___ Supplied information

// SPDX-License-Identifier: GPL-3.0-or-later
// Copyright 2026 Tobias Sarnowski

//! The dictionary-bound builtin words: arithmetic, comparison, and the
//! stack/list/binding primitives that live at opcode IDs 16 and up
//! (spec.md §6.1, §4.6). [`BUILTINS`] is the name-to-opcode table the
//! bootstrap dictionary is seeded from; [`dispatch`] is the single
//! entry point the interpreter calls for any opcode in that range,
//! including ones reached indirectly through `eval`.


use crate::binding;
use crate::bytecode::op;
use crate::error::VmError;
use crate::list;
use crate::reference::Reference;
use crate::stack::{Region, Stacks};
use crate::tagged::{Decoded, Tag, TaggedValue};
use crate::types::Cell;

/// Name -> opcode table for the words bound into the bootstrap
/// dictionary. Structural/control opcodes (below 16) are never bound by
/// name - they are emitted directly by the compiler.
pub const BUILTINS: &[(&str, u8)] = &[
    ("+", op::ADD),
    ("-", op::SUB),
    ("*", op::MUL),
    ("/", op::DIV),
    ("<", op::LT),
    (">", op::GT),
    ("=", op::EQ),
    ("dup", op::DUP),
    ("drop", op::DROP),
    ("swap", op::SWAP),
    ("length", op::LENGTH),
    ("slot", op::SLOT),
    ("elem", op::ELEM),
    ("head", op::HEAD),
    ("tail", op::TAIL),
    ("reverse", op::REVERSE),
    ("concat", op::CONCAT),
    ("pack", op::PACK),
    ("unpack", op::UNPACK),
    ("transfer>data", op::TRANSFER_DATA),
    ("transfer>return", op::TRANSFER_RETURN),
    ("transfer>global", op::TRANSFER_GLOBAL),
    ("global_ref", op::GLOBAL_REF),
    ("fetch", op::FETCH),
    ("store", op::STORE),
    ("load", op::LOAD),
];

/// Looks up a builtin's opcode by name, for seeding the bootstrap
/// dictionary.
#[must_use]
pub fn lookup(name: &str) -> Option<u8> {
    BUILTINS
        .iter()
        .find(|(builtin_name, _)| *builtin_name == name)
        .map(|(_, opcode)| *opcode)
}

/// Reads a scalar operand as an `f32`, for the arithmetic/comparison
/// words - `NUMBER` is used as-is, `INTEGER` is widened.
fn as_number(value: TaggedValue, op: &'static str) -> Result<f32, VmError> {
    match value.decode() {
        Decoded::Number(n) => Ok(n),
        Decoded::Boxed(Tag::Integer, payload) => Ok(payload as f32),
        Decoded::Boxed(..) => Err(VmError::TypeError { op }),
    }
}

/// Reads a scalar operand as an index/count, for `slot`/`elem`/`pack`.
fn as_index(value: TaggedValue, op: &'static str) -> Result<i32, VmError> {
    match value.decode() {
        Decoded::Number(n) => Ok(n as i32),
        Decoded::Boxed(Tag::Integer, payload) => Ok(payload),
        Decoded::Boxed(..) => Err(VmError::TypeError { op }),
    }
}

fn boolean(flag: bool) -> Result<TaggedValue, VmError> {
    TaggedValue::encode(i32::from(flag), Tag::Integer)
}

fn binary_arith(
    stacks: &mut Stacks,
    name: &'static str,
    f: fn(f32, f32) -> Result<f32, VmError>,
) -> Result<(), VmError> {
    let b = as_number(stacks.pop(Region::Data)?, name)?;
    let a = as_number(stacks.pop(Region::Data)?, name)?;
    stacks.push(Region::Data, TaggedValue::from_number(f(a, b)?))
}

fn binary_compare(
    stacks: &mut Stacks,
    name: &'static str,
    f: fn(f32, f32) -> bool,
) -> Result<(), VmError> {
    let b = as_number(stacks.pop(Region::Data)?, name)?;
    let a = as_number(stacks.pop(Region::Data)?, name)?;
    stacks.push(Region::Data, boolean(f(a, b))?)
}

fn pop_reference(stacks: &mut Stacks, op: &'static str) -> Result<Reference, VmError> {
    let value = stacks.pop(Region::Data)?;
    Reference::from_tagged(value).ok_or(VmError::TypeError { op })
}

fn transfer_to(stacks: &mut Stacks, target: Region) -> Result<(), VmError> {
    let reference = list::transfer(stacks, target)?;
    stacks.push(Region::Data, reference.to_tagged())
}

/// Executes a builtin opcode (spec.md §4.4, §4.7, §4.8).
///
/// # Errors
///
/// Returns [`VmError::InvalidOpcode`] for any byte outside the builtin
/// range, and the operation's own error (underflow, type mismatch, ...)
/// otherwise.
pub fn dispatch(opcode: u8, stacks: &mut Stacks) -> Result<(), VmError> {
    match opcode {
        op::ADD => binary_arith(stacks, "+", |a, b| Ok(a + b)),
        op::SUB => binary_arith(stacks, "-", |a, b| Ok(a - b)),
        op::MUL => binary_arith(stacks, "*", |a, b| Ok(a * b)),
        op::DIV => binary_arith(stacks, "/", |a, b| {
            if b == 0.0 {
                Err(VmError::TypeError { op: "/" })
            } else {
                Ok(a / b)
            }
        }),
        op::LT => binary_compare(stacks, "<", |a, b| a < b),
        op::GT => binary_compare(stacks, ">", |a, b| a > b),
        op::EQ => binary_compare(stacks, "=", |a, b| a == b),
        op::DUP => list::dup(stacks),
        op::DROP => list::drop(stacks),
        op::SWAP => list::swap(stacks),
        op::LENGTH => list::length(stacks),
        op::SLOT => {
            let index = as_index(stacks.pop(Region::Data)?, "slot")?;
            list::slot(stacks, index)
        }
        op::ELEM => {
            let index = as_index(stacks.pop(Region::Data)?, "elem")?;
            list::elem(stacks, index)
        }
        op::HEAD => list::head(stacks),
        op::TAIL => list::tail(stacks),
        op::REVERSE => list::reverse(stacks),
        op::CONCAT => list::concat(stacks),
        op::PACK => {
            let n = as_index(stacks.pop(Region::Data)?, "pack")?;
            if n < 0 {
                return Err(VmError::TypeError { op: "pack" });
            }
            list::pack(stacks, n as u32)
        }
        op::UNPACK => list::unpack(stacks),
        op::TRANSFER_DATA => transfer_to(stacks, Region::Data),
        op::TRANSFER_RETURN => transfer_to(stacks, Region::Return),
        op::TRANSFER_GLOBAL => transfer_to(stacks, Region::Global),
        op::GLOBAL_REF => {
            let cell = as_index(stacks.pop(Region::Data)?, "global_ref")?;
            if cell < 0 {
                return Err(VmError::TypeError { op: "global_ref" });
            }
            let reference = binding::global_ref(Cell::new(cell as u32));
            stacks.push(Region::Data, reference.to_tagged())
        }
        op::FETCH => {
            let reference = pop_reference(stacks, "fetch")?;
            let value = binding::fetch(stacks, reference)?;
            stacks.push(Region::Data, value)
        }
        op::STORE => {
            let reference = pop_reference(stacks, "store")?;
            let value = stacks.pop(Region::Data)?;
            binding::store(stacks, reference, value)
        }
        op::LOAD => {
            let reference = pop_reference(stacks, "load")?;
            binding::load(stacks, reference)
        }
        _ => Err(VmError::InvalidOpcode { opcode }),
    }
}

______

Prompt
Search the listing above for "SWAP" and copy every line that has it.

Task answer
    ("swap", op::SWAP),
        op::SWAP => list::swap(stacks),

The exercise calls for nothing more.